Rates and pathways of methane production in rice fields were found to change with season. However, field conditions are complex and thus, it is still unclear which of the many environmental factors cause these changes. One possible factor is the availability of degradable organic carbon. Therefore, we investigated the change in rate and pathway of CH4 production under controlled laboratory conditions by progressing incubation of Italian paddy soil under anaerobic conditions. We studied the functional (pathway, rate) and structural (abundance, taxonomic composition) responses of methanogenic archaeal communities without and with addition of rice straw. Initially, rice straw significantly enhanced CH4 production rates and acetate accumulation. Later on, the values strongly decreased with the progress of degradation.

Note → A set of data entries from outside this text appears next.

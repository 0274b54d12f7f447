//! Texture loading with procedural fallbacks.
//!
//! Lessons reference their images by path relative to the asset directory. When a file is
//! missing or cannot be decoded the loader logs a warning and substitutes a generated image, so a
//! lesson always has something to sample.

use std::{
    path::{Path, PathBuf},
    sync::Arc,
};

use fastnoise_lite::{FastNoiseLite, NoiseType};
use image::{DynamicImage, Rgba, RgbaImage};

use crate::abs::{CubeTexture, Texture, TextureOptions};

/// Image generated when a texture file cannot be loaded.
#[derive(Clone, Copy, Debug, PartialEq)]
pub enum Fallback {
    Solid([u8; 4]),
    Checker {
        a: [u8; 4],
        b: [u8; 4],
        cells: u32,
    },
    /// Greyscale value noise between `low` and `high`, tinted by `tint`.
    Noise {
        tint: [u8; 3],
        low: f32,
        high: f32,
        frequency: f32,
        seed: i32,
    },
    /// A flat tangent-space normal map.
    FlatNormal,
    /// White disc fading to transparent black at the edge.
    Sprite,
    /// White rounded rectangle on black, for door-shaped alpha maps.
    Inset { margin: f32 },
}

/// Edge length of generated fallback images.
pub const FALLBACK_SIZE: u32 = 128;

impl Fallback {
    /// Renders the fallback into an RGBA image of `size` x `size` pixels.
    pub fn generate(&self, size: u32) -> RgbaImage {
        let size = size.max(1);
        match *self {
            Fallback::Solid(color) => RgbaImage::from_pixel(size, size, Rgba(color)),
            Fallback::Checker { a, b, cells } => {
                let cell = (size / cells.max(1)).max(1);
                RgbaImage::from_fn(size, size, |x, y| {
                    if (x / cell + y / cell) % 2 == 0 {
                        Rgba(a)
                    } else {
                        Rgba(b)
                    }
                })
            }
            Fallback::Noise {
                tint,
                low,
                high,
                frequency,
                seed,
            } => {
                let mut noise = FastNoiseLite::new();
                noise.set_seed(Some(seed));
                noise.set_noise_type(Some(NoiseType::OpenSimplex2));
                noise.set_frequency(Some(frequency));
                RgbaImage::from_fn(size, size, |x, y| {
                    let n = noise.get_noise_2d(x as f32, y as f32) * 0.5 + 0.5;
                    let v = low + (high - low) * n.clamp(0.0, 1.0);
                    Rgba([
                        (tint[0] as f32 * v) as u8,
                        (tint[1] as f32 * v) as u8,
                        (tint[2] as f32 * v) as u8,
                        255,
                    ])
                })
            }
            Fallback::FlatNormal => RgbaImage::from_pixel(size, size, Rgba([128, 128, 255, 255])),
            Fallback::Sprite => {
                let half = size as f32 / 2.0;
                RgbaImage::from_fn(size, size, |x, y| {
                    let dx = (x as f32 + 0.5 - half) / half;
                    let dy = (y as f32 + 0.5 - half) / half;
                    let d = (dx * dx + dy * dy).sqrt();
                    let v = ((1.0 - d).clamp(0.0, 1.0).powf(1.5) * 255.0) as u8;
                    Rgba([v, v, v, v])
                })
            }
            Fallback::Inset { margin } => {
                let lo = margin * size as f32;
                let hi = size as f32 - lo;
                RgbaImage::from_fn(size, size, |x, y| {
                    let (x, y) = (x as f32 + 0.5, y as f32 + 0.5);
                    if x > lo && x < hi && y > lo {
                        Rgba([255, 255, 255, 255])
                    } else {
                        Rgba([0, 0, 0, 255])
                    }
                })
            }
        }
    }
}

/// Loads textures relative to an asset directory.
pub struct AssetLoader {
    gl: Arc<glow::Context>,
    root: PathBuf,
}

impl AssetLoader {
    pub fn new(gl: &Arc<glow::Context>, root: impl Into<PathBuf>) -> Self {
        Self {
            gl: Arc::clone(gl),
            root: root.into(),
        }
    }

    fn resolve(&self, path: &str) -> PathBuf {
        self.root.join(path)
    }

    /// Reads and decodes an image, falling back to `fallback` on any failure.
    pub fn image(&self, path: &str, fallback: Fallback) -> DynamicImage {
        load_image_or(&self.resolve(path), fallback)
    }

    /// Loads a 2D texture.
    pub fn texture(
        &self,
        path: &str,
        options: TextureOptions,
        fallback: Fallback,
    ) -> Result<Texture, String> {
        let texture = Texture::new(&self.gl, &self.image(path, fallback), options)?;
        log::debug!(
            "Uploaded {path} ({}x{})",
            texture.width(),
            texture.height()
        );
        Ok(texture)
    }

    /// Loads a cube map from a directory holding `px`, `nx`, `py`, `ny`, `pz` and `nz` images.
    pub fn cube_texture(&self, dir: &str, extension: &str) -> Result<CubeTexture, String> {
        let faces = CUBE_FACES.map(|face| {
            let path = format!("{dir}/{face}.{extension}");
            load_image_or(&self.resolve(&path), Fallback::Solid(sky_color(face)))
        });
        CubeTexture::new(&self.gl, &faces)
    }
}

/// Cube map faces in upload order.
pub const CUBE_FACES: [&str; 6] = ["px", "nx", "py", "ny", "pz", "nz"];

/// Gradient-sky colour standing in for a missing cube map face.
fn sky_color(face: &str) -> [u8; 4] {
    match face {
        "py" => [180, 210, 255, 255],
        "ny" => [60, 55, 50, 255],
        _ => [130, 150, 180, 255],
    }
}

fn load_image_or(path: &Path, fallback: Fallback) -> DynamicImage {
    match image::open(path) {
        Ok(image) => {
            log::debug!("Loaded {}", path.display());
            image
        }
        Err(e) => {
            log::warn!(
                "Could not load {}: {e}; using a generated {fallback:?} image",
                path.display()
            );
            DynamicImage::ImageRgba8(fallback.generate(FALLBACK_SIZE))
        }
    }
}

A high contribution of acetoclastic methanogenesis (62-75%) was initially observed, while hydrogentrophic methanogenesis became dominant in the late degradation phase, both in soil without and with amendment of rice straw. The percentage contribution of the hydrogenotrophic pathway scaled with the percentage of the organic carbon mineralized to CH4 plus CO2 during the incubation time, irrespectively whether or not the soil was amended with rice straw. It was low (<33%), when >60% of the carbon was still available, but increased to >50% when available carbon had decreased to <30%. The methanogenic archaeal communities also exhibited changes over the subsequent degradation phases, but especially when the soil was amended with rice straw. Thus, rice straw amendment initially favored acetoclastic Methanosarcina and hydrogentrophic Methanocella, which subsequently decreased, while acetoclastic Methanothrix ('Methanosaeta') was favored and increased in the late degradation phases. The results demonstrate strong functional and structural responses of methanogenic archaeal communities to progressing degradation of rice straw and/or soil organic matter, but indicate that the hydrogenotrophic methanogenic pathway was in particular controlled by the availability of degradable organic carbon.